_Problem to solve_: Reproduce verbatim, line by line, everything from the line containing "# Machine-readable traces:\n\" to the last line of the listing below; add nothing.

_Source material_:

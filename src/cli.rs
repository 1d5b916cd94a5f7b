use std::path::PathBuf;

use clap::Parser;

/// A cycle-accurate digital-logic circuit simulator.
/// Parses a plain-text circuit definition file, simulates the network in
/// discrete time, and prints the monitored signal traces.
#[derive(Parser, Debug, Clone)]
#[command(
    author,
    version,
    about,
    long_about = "A cycle-accurate digital-logic circuit simulator.\n\
Parses a plain-text circuit definition file (gates, switches, clocks, D-type\n\
flip-flops, RC pulses), simulates the network in discrete time, and prints the\n\
monitored signal traces.\n\
\n\
EXAMPLES:\n\
  # Batch mode - run 20 cycles and print text waveforms:\n\
  gatesim circuit.txt\n\
\n\
  # Longer run with a fixed clock-phase seed:\n\
  gatesim circuit.txt --steps 100 --seed 7\n\
\n\
  # Machine-readable traces:\n\
  gatesim circuit.txt --json\n\
\n\
  # Interactive console (run/continue, flip switches, edit monitors):\n\
  gatesim -c circuit.txt\n\
\n\
See README for the definition-file grammar."
)]
pub struct Args {
    /// Path to the circuit definition file (must end in .txt).
    pub path: PathBuf,

    /// Run the interactive text console instead of batch mode.
    #[arg(short = 'c', long, action = clap::ArgAction::SetTrue)]
    pub console: bool,

    /// Number of simulation cycles to run in batch mode.
    #[arg(short = 's', long, default_value = "20", value_name = "N")]
    pub steps: usize,

    /// Seed for the clock phase randomisation at cold start.
    #[arg(long, default_value = "0", value_name = "SEED")]
    pub seed: u64,

    /// Emit the monitor snapshot as JSON instead of text waveforms.
    #[arg(long, action = clap::ArgAction::SetTrue)]
    pub json: bool,
}

pub fn parse_args() -> Args {
    Args::parse()
}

_The answer_:
  # Machine-readable traces:\n\
  gatesim circuit.txt --json\n\
\n\
  # Interactive console (run/continue, flip switches, edit monitors):\n\
  gatesim -c circuit.txt\n\
\n\
See README for the definition-file grammar."
)]
pub struct Args {
    /// Path to the circuit definition file (must end in .txt).
    pub path: PathBuf,

    /// Run the interactive text console instead of batch mode.
    #[arg(short = 'c', long, action = clap::ArgAction::SetTrue)]
    pub console: bool,

    /// Number of simulation cycles to run in batch mode.
    #[arg(short = 's', long, default_value = "20", value_name = "N")]
    pub steps: usize,

    /// Seed for the clock phase randomisation at cold start.
    #[arg(long, default_value = "0", value_name = "SEED")]
    pub seed: u64,

    /// Emit the monitor snapshot as JSON instead of text waveforms.
    #[arg(long, action = clap::ArgAction::SetTrue)]
    pub json: bool,
}

pub fn parse_args() -> Args {
    Args::parse()
}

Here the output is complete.